Ray's the one who put Erma Geddon out in the garage on the shelf this past November (one of the last things he did before the big blow-up) next to all the rock polishing equipment he spent a fortune on a few years ago and hardly ever used, and the boxes of brand new toys that have never been opened, stacked from floor to ceiling. Ray says the toys are collectors' items and will be worth a fortune someday down the road.

I see sand slowly sifting out of Erma's bed onto the concrete floor. Mom yelled at Ray for filling the box so full because she would be the one to clean it up, not him. According to Mom, Ray never does anything right, or keeps his word. He left right after that.

Correction: Mom kicked him out. That was shortly after she looked me in the eyes and demanded I tell her the truth. Of course, I cracked immediately under the pressure and confessed how I came to have the large sum of money she found in my sock drawer, a story that I do not care to talk about at this time.

I watched through a blur of tears as Ray wheeled out a suitcase that was a dead ringer for one of Marilyn's, and got into a yellow cab. I chased him down the street and around the block, the sharp glittery pieces of stars in the sidewalk digging into the soles of my bare feet. I chased him until the taxi turned and entered the busy traffic on Magnolia Avenue. That was the last I saw of him. It's been almost four months. He hasn't even called me one time. Not even a ho, ho, ho at Christmastime. I hope he doesn't hate me, but I think he does.

The first month after he left, I used to drag my blanket and pillow into his office every night after Mom went to bed. The leathery smell of the old catcher's mitt he used to play ball with helped me pretend he was just away for an out-of-town game. But then one day he came while I was at school and got all his stuff, except for the things in the garage. When I saw the imprint of the rings on the carpet where his desk used to sit, it really hit home that he was gone and wasn't coming back. I sort of went hysterical and broke a lot of Mom's old 78 and 45 rpm recordings of Miles Davis and then locked myself in Ray's office and wouldn't come out for half a day and a whole night.

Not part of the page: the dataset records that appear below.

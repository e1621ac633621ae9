//! Borrowings repository for database operations

use async_trait::async_trait;
use sqlx::{Pool, Postgres};
use uuid::Uuid;

use crate::{
    error::AppResult,
    models::borrowing::{Borrowing, BorrowingStatus, ReturnUpdate, SourceType},
};

/// Persistence operations the loan lifecycle relies on.
///
/// `conditional_update` must apply atomically: the write lands only if the
/// record still has one of the `expected` statuses, and the returned count
/// tells the caller whether it did.
#[cfg_attr(test, mockall::automock)]
#[async_trait]
pub trait BorrowingStore: Send + Sync {
    async fn find(&self, id: Uuid) -> AppResult<Option<Borrowing>>;

    async fn conditional_update(
        &self,
        id: Uuid,
        expected: &[BorrowingStatus],
        update: ReturnUpdate,
    ) -> AppResult<u64>;
}

#[derive(Clone)]
pub struct BorrowingsRepository {
    pool: Pool<Postgres>,
}

impl BorrowingsRepository {
    pub fn new(pool: Pool<Postgres>) -> Self {
        Self { pool }
    }

    /// Insert a new borrowing
    pub async fn create(&self, borrowing: &Borrowing) -> AppResult<Borrowing> {
        let row = sqlx::query_as::<_, Borrowing>(
            r#"
            INSERT INTO borrowings (
                id, borrower_id, source_type, source_id, book_id,
                borrow_date, due_date, return_date, status
            )
            VALUES ($1, $2, $3, $4, $5, $6, $7, $8, $9)
            RETURNING *
            "#,
        )
        .bind(borrowing.id)
        .bind(borrowing.borrower_id)
        .bind(borrowing.source_type)
        .bind(borrowing.source_id)
        .bind(borrowing.book_id)
        .bind(borrowing.borrow_date)
        .bind(borrowing.due_date)
        .bind(borrowing.return_date)
        .bind(borrowing.status)
        .fetch_one(&self.pool)
        .await?;

        Ok(row)
    }

    /// List all borrowings
    pub async fn list(&self) -> AppResult<Vec<Borrowing>> {
        let rows = sqlx::query_as::<_, Borrowing>("SELECT * FROM borrowings ORDER BY borrow_date")
            .fetch_all(&self.pool)
            .await?;
        Ok(rows)
    }

    /// Borrowings received by a client
    pub async fn list_by_borrower(&self, borrower_id: Uuid) -> AppResult<Vec<Borrowing>> {
        let rows = sqlx::query_as::<_, Borrowing>(
            "SELECT * FROM borrowings WHERE borrower_id = $1 ORDER BY borrow_date",
        )
        .bind(borrower_id)
        .fetch_all(&self.pool)
        .await?;
        Ok(rows)
    }

    /// Borrowings lent by a given source
    pub async fn list_by_source(
        &self,
        source_type: SourceType,
        source_id: Uuid,
    ) -> AppResult<Vec<Borrowing>> {
        let rows = sqlx::query_as::<_, Borrowing>(
            "SELECT * FROM borrowings WHERE source_type = $1 AND source_id = $2 ORDER BY borrow_date",
        )
        .bind(source_type)
        .bind(source_id)
        .fetch_all(&self.pool)
        .await?;
        Ok(rows)
    }
}

#[async_trait]
impl BorrowingStore for BorrowingsRepository {
    async fn find(&self, id: Uuid) -> AppResult<Option<Borrowing>> {
        let row = sqlx::query_as::<_, Borrowing>("SELECT * FROM borrowings WHERE id = $1")
            .bind(id)
            .fetch_optional(&self.pool)
            .await?;
        Ok(row)
    }

    async fn conditional_update(
        &self,
        id: Uuid,
        expected: &[BorrowingStatus],
        update: ReturnUpdate,
    ) -> AppResult<u64> {
        let expected: Vec<&str> = expected.iter().map(|s| s.as_str()).collect();

        let result = sqlx::query(
            r#"
            UPDATE borrowings
            SET return_date = $1, status = $2
            WHERE id = $3 AND status = ANY($4)
            "#,
        )
        .bind(update.return_date)
        .bind(update.status)
        .bind(id)
        .bind(expected)
        .execute(&self.pool)
        .await?;

        Ok(result.rows_affected())
    }
}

Erma Geddon had been moving real slow and sleeping a lot by mid-November, just before Ray left. One day she slept all day under the azalea bush in the backyard and didn't come out to see me when I came home from school, so Ray decided it was time for her big sleep, as he called it. He's the one who named her.

Ashanti told True and me that the name was taken from the bible, from the Book of Revelation. She says that the United States today is the place where the final battle between good and evil, Armageddon, will be fought, and only good Christian people will be saved. She's always talking about The Rapture. Ray says that's a lot of baloney and I shouldn't pay any attention to it. He says that the Shandaras are the most fanatical of all Christians—the born again kind. Hinduism was their religion when they lived in New Delhi but they converted to Christianity when they became citizens of the Unites States. Ray says it's ironic because the Hindus are tolerant of all other religions and teach that all spiritual practices can lead to self-realization. The Christians, on the other hand, according to Ray, say you have to believe that Jesus died for your sins in order to be saved.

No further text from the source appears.